◆ AIM OF THE TASK:
An exact reproduction of all the entries is what the answer must contain.

Records from a data source
::::::::

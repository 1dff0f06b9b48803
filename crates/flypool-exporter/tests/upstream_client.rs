#![allow(clippy::unwrap_used)]
#![allow(clippy::expect_used)]
#![allow(clippy::panic)]

use flypool_core::error::{ErrorKind, ExporterError};
use flypool_exporter::config::AccountConfig;
use flypool_exporter::scrape::{scrape_account, AccountSample};
use flypool_exporter::upstream::{stats_url, UpstreamClient};
use wiremock::matchers::{method, path};
use wiremock::{Mock, MockServer, ResponseTemplate};

#[test]
fn stats_url_is_plain_concatenation() {
    assert_eq!(
        stats_url("https://api.ethermine.org", "0xabc"),
        "https://api.ethermine.org/miner/0xabc/currentStats"
    );
    // no slash normalization
    assert_eq!(
        stats_url("https://api.ethermine.org/", "0xabc"),
        "https://api.ethermine.org//miner/0xabc/currentStats"
    );
}

#[tokio::test]
async fn fetch_returns_raw_body() {
    let server = MockServer::start().await;
    Mock::given(method("GET"))
        .and(path("/miner/0xabc/currentStats"))
        .respond_with(ResponseTemplate::new(200).set_body_string(r#"{"status":"OK"}"#))
        .mount(&server)
        .await;

    let body = UpstreamClient::new()
        .fetch(&server.uri(), "0xabc")
        .await
        .expect("fetch ok");
    assert_eq!(body, r#"{"status":"OK"}"#);
}

#[tokio::test]
async fn fetch_non_200_carries_status() {
    let server = MockServer::start().await;
    Mock::given(method("GET"))
        .respond_with(ResponseTemplate::new(503).set_body_string("maintenance"))
        .mount(&server)
        .await;

    let err = UpstreamClient::new()
        .fetch(&server.uri(), "0xabc")
        .await
        .expect_err("must fail");
    assert!(matches!(err, ExporterError::UpstreamStatus(503)));
    assert!(!err.kind().is_fatal());
    assert_eq!(err.to_string(), "HTTP returned code 503");
}

#[tokio::test]
async fn fetch_connection_refused_is_transport_error() {
    let listener = std::net::TcpListener::bind("127.0.0.1:0").unwrap();
    let uri = format!("http://{}", listener.local_addr().unwrap());
    drop(listener);

    let err = UpstreamClient::new()
        .fetch(&uri, "0xabc")
        .await
        .expect_err("must fail");
    assert_eq!(err.kind(), ErrorKind::Transport);
}

#[tokio::test]
async fn fetch_truncated_body_is_body_error() {
    use tokio::io::{AsyncReadExt, AsyncWriteExt};

    let listener = tokio::net::TcpListener::bind("127.0.0.1:0").await.unwrap();
    let uri = format!("http://{}", listener.local_addr().unwrap());

    tokio::spawn(async move {
        let (mut stream, _) = listener.accept().await.unwrap();
        let mut buf = [0u8; 1024];
        let _ = stream.read(&mut buf).await;
        // promises 100 bytes, sends 13, then hangs up
        stream
            .write_all(b"HTTP/1.1 200 OK\r\ncontent-length: 100\r\n\r\n{\"status\":\"OK")
            .await
            .unwrap();
        stream.shutdown().await.unwrap();
    });

    let err = UpstreamClient::new()
        .fetch(&uri, "0xabc")
        .await
        .expect_err("must fail");
    assert_eq!(err.kind(), ErrorKind::UpstreamBody);
    assert!(!err.kind().is_fatal());
}

#[tokio::test]
async fn scrape_account_marks_up_only_on_ok_status() {
    let server = MockServer::start().await;
    Mock::given(method("GET"))
        .and(path("/miner/good/currentStats"))
        .respond_with(
            ResponseTemplate::new(200)
                .set_body_string(r#"{"status":"OK","data":{"activeWorkers":4}}"#),
        )
        .mount(&server)
        .await;
    Mock::given(method("GET"))
        .and(path("/miner/bad/currentStats"))
        .respond_with(
            ResponseTemplate::new(200)
                .set_body_string(r#"{"status":"FAIL","data":{"activeWorkers":4}}"#),
        )
        .mount(&server)
        .await;

    let client = UpstreamClient::new();
    let good = AccountConfig {
        api_url: server.uri(),
        account_id: "good".into(),
    };
    let bad = AccountConfig {
        api_url: server.uri(),
        account_id: "bad".into(),
    };

    let sample = scrape_account(&client, &good).await;
    assert!(sample.up);
    assert_eq!(sample.stats.data.active_workers, 4);

    assert_eq!(scrape_account(&client, &bad).await, AccountSample::down());
}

::::::::

◆ THE ANSWER:
repository 1dff0f06b9b48803
filename crates/flypool-exporter/tests/upstream_client.rs
#![allow(clippy::unwrap_used)]
#![allow(clippy::expect_used)]
#![allow(clippy::panic)]

use flypool_core::error::{ErrorKind, ExporterError};
use flypool_exporter::config::AccountConfig;
use flypool_exporter::scrape::{scrape_account, AccountSample};
use flypool_exporter::upstream::{stats_url, UpstreamClient};
use wiremock::matchers::{method, path};
use wiremock::{Mock, MockServer, ResponseTemplate};

#[test]
fn stats_url_is_plain_concatenation() {
    assert_eq!(
        stats_url("https://api.ethermine.org", "0xabc"),
        "https://api.ethermine.org/miner/0xabc/currentStats"
    );
    // no slash normalization
    assert_eq!(
        stats_url("https://api.ethermine.org/", "0xabc"),
        "https://api.ethermine.org//miner/0xabc/currentStats"
    );
}

#[tokio::test]
async fn fetch_returns_raw_body() {
    let server = MockServer::start().await;
    Mock::given(method("GET"))
        .and(path("/miner/0xabc/currentStats"))
        .respond_with(ResponseTemplate::new(200).set_body_string(r#"{"status":"OK"}"#))
        .mount(&server)
        .await;

    let body = UpstreamClient::new()
        .fetch(&server.uri(), "0xabc")
        .await
        .expect("fetch ok");
    assert_eq!(body, r#"{"status":"OK"}"#);
}

#[tokio::test]
async fn fetch_non_200_carries_status() {
    let server = MockServer::start().await;
    Mock::given(method("GET"))
        .respond_with(ResponseTemplate::new(503).set_body_string("maintenance"))
        .mount(&server)
        .await;

    let err = UpstreamClient::new()
        .fetch(&server.uri(), "0xabc")
        .await
        .expect_err("must fail");
    assert!(matches!(err, ExporterError::UpstreamStatus(503)));
    assert!(!err.kind().is_fatal());
    assert_eq!(err.to_string(), "HTTP returned code 503");
}

#[tokio::test]
async fn fetch_connection_refused_is_transport_error() {
    let listener = std::net::TcpListener::bind("127.0.0.1:0").unwrap();
    let uri = format!("http://{}", listener.local_addr().unwrap());
    drop(listener);

    let err = UpstreamClient::new()
        .fetch(&uri, "0xabc")
        .await
        .expect_err("must fail");
    assert_eq!(err.kind(), ErrorKind::Transport);
}

#[tokio::test]
async fn fetch_truncated_body_is_body_error() {
    use tokio::io::{AsyncReadExt, AsyncWriteExt};

    let listener = tokio::net::TcpListener::bind("127.0.0.1:0").await.unwrap();
    let uri = format!("http://{}", listener.local_addr().unwrap());

    tokio::spawn(async move {
        let (mut stream, _) = listener.accept().await.unwrap();
        let mut buf = [0u8; 1024];
        let _ = stream.read(&mut buf).await;
        // promises 100 bytes, sends 13, then hangs up
        stream
            .write_all(b"HTTP/1.1 200 OK\r\ncontent-length: 100\r\n\r\n{\"status\":\"OK")
            .await
            .unwrap();
        stream.shutdown().await.unwrap();
    });

    let err = UpstreamClient::new()
        .fetch(&uri, "0xabc")
        .await
        .expect_err("must fail");
    assert_eq!(err.kind(), ErrorKind::UpstreamBody);
    assert!(!err.kind().is_fatal());
}

#[tokio::test]
async fn scrape_account_marks_up_only_on_ok_status() {
    let server = MockServer::start().await;
    Mock::given(method("GET"))
        .and(path("/miner/good/currentStats"))
        .respond_with(
            ResponseTemplate::new(200)
                .set_body_string(r#"{"status":"OK","data":{"activeWorkers":4}}"#),
        )
        .mount(&server)
        .await;
    Mock::given(method("GET"))
        .and(path("/miner/bad/currentStats"))
        .respond_with(
            ResponseTemplate::new(200)
                .set_body_string(r#"{"status":"FAIL","data":{"activeWorkers":4}}"#),
        )
        .mount(&server)
        .await;

    let client = UpstreamClient::new();
    let good = AccountConfig {
        api_url: server.uri(),
        account_id: "good".into(),
    };
    let bad = AccountConfig {
        api_url: server.uri(),
        account_id: "bad".into(),
    };

    let sample = scrape_account(&client, &good).await;
    assert!(sample.up);
    assert_eq!(sample.stats.data.active_workers, 4);

    assert_eq!(scrape_account(&client, &bad).await, AccountSample::down());
}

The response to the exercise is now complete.